• Aim of the exercise
The records are to be copied in their entirety, exactly as given.

Stored items from a collection:
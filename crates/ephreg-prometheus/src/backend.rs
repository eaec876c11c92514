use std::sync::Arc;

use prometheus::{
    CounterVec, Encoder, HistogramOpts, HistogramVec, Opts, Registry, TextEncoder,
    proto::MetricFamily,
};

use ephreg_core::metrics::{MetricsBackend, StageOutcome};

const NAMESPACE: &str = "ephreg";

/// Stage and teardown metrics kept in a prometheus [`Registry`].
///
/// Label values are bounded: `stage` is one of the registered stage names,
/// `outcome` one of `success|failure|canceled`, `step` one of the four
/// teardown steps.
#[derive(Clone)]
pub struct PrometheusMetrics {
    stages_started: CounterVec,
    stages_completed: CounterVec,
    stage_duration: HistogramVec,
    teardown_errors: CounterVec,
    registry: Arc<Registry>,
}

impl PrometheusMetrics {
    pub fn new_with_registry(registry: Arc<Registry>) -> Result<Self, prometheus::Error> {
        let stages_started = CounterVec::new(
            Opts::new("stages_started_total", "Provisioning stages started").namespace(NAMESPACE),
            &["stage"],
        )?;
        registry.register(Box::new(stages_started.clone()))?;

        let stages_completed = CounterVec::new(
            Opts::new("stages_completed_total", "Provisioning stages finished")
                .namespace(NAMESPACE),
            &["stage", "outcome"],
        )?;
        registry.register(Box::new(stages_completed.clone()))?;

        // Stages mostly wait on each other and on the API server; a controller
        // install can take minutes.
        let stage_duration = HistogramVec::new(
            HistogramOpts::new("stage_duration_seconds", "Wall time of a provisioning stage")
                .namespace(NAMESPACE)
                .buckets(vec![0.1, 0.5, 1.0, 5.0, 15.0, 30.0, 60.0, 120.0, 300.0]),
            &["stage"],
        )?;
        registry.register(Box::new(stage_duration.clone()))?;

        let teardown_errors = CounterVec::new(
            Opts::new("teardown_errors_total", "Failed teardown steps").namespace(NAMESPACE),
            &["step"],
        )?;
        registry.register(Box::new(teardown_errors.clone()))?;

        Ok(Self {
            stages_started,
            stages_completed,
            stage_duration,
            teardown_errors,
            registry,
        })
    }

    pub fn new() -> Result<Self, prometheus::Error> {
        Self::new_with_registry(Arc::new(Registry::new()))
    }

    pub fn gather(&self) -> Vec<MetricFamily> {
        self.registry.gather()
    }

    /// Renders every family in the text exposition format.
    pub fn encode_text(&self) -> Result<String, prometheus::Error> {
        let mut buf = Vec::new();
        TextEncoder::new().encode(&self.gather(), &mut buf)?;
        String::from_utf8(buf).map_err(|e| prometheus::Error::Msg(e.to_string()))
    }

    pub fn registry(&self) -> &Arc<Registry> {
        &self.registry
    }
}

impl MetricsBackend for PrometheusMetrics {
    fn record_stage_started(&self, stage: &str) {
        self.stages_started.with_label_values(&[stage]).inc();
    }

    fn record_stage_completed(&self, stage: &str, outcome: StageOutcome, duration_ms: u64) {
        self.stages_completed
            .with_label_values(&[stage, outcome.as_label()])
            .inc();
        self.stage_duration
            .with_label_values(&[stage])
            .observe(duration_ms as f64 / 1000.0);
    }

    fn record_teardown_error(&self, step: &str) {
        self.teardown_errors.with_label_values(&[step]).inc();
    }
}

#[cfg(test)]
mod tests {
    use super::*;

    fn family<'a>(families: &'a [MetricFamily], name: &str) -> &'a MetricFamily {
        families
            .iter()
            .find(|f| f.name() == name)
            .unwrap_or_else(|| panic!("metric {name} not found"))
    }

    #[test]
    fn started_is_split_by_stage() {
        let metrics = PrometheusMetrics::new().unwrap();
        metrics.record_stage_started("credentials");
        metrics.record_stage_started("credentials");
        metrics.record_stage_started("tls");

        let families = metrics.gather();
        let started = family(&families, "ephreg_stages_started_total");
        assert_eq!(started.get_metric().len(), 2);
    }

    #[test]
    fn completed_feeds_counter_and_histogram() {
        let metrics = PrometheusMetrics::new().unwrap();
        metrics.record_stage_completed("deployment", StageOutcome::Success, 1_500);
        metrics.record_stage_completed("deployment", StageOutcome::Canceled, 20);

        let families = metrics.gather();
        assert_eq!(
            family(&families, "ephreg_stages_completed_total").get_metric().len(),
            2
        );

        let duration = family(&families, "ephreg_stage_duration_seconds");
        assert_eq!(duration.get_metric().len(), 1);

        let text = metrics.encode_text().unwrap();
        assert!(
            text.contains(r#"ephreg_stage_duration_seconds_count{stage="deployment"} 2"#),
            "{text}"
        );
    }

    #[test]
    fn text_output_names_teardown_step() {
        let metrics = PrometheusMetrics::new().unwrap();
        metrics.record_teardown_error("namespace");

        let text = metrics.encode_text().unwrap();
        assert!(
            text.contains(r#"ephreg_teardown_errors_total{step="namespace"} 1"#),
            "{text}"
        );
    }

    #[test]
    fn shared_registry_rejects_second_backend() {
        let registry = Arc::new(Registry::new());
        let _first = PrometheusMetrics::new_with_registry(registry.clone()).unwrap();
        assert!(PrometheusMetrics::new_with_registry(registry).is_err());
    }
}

• Task result
filename crates/ephreg-prometheus/src/backend.rs
repository eaec876c11c92514
use std::sync::Arc;

use prometheus::{
    CounterVec, Encoder, HistogramOpts, HistogramVec, Opts, Registry, TextEncoder,
    proto::MetricFamily,
};

use ephreg_core::metrics::{MetricsBackend, StageOutcome};

const NAMESPACE: &str = "ephreg";

/// Stage and teardown metrics kept in a prometheus [`Registry`].
///
/// Label values are bounded: `stage` is one of the registered stage names,
/// `outcome` one of `success|failure|canceled`, `step` one of the four
/// teardown steps.
#[derive(Clone)]
pub struct PrometheusMetrics {
    stages_started: CounterVec,
    stages_completed: CounterVec,
    stage_duration: HistogramVec,
    teardown_errors: CounterVec,
    registry: Arc<Registry>,
}

impl PrometheusMetrics {
    pub fn new_with_registry(registry: Arc<Registry>) -> Result<Self, prometheus::Error> {
        let stages_started = CounterVec::new(
            Opts::new("stages_started_total", "Provisioning stages started").namespace(NAMESPACE),
            &["stage"],
        )?;
        registry.register(Box::new(stages_started.clone()))?;

        let stages_completed = CounterVec::new(
            Opts::new("stages_completed_total", "Provisioning stages finished")
                .namespace(NAMESPACE),
            &["stage", "outcome"],
        )?;
        registry.register(Box::new(stages_completed.clone()))?;

        // Stages mostly wait on each other and on the API server; a controller
        // install can take minutes.
        let stage_duration = HistogramVec::new(
            HistogramOpts::new("stage_duration_seconds", "Wall time of a provisioning stage")
                .namespace(NAMESPACE)
                .buckets(vec![0.1, 0.5, 1.0, 5.0, 15.0, 30.0, 60.0, 120.0, 300.0]),
            &["stage"],
        )?;
        registry.register(Box::new(stage_duration.clone()))?;

        let teardown_errors = CounterVec::new(
            Opts::new("teardown_errors_total", "Failed teardown steps").namespace(NAMESPACE),
            &["step"],
        )?;
        registry.register(Box::new(teardown_errors.clone()))?;

        Ok(Self {
            stages_started,
            stages_completed,
            stage_duration,
            teardown_errors,
            registry,
        })
    }

    pub fn new() -> Result<Self, prometheus::Error> {
        Self::new_with_registry(Arc::new(Registry::new()))
    }

    pub fn gather(&self) -> Vec<MetricFamily> {
        self.registry.gather()
    }

    /// Renders every family in the text exposition format.
    pub fn encode_text(&self) -> Result<String, prometheus::Error> {
        let mut buf = Vec::new();
        TextEncoder::new().encode(&self.gather(), &mut buf)?;
        String::from_utf8(buf).map_err(|e| prometheus::Error::Msg(e.to_string()))
    }

    pub fn registry(&self) -> &Arc<Registry> {
        &self.registry
    }
}

impl MetricsBackend for PrometheusMetrics {
    fn record_stage_started(&self, stage: &str) {
        self.stages_started.with_label_values(&[stage]).inc();
    }

    fn record_stage_completed(&self, stage: &str, outcome: StageOutcome, duration_ms: u64) {
        self.stages_completed
            .with_label_values(&[stage, outcome.as_label()])
            .inc();
        self.stage_duration
            .with_label_values(&[stage])
            .observe(duration_ms as f64 / 1000.0);
    }

    fn record_teardown_error(&self, step: &str) {
        self.teardown_errors.with_label_values(&[step]).inc();
    }
}

#[cfg(test)]
mod tests {
    use super::*;

    fn family<'a>(families: &'a [MetricFamily], name: &str) -> &'a MetricFamily {
        families
            .iter()
            .find(|f| f.name() == name)
            .unwrap_or_else(|| panic!("metric {name} not found"))
    }

    #[test]
    fn started_is_split_by_stage() {
        let metrics = PrometheusMetrics::new().unwrap();
        metrics.record_stage_started("credentials");
        metrics.record_stage_started("credentials");
        metrics.record_stage_started("tls");

        let families = metrics.gather();
        let started = family(&families, "ephreg_stages_started_total");
        assert_eq!(started.get_metric().len(), 2);
    }

    #[test]
    fn completed_feeds_counter_and_histogram() {
        let metrics = PrometheusMetrics::new().unwrap();
        metrics.record_stage_completed("deployment", StageOutcome::Success, 1_500);
        metrics.record_stage_completed("deployment", StageOutcome::Canceled, 20);

        let families = metrics.gather();
        assert_eq!(
            family(&families, "ephreg_stages_completed_total").get_metric().len(),
            2
        );

        let duration = family(&families, "ephreg_stage_duration_seconds");
        assert_eq!(duration.get_metric().len(), 1);

        let text = metrics.encode_text().unwrap();
        assert!(
            text.contains(r#"ephreg_stage_duration_seconds_count{stage="deployment"} 2"#),
            "{text}"
        );
    }

    #[test]
    fn text_output_names_teardown_step() {
        let metrics = PrometheusMetrics::new().unwrap();
        metrics.record_teardown_error("namespace");

        let text = metrics.encode_text().unwrap();
        assert!(
            text.contains(r#"ephreg_teardown_errors_total{step="namespace"} 1"#),
            "{text}"
        );
    }

    #[test]
    fn shared_registry_rejects_second_backend() {
        let registry = Arc::new(Registry::new());
        let _first = PrometheusMetrics::new_with_registry(registry.clone()).unwrap();
        assert!(PrometheusMetrics::new_with_registry(registry).is_err());
    }
}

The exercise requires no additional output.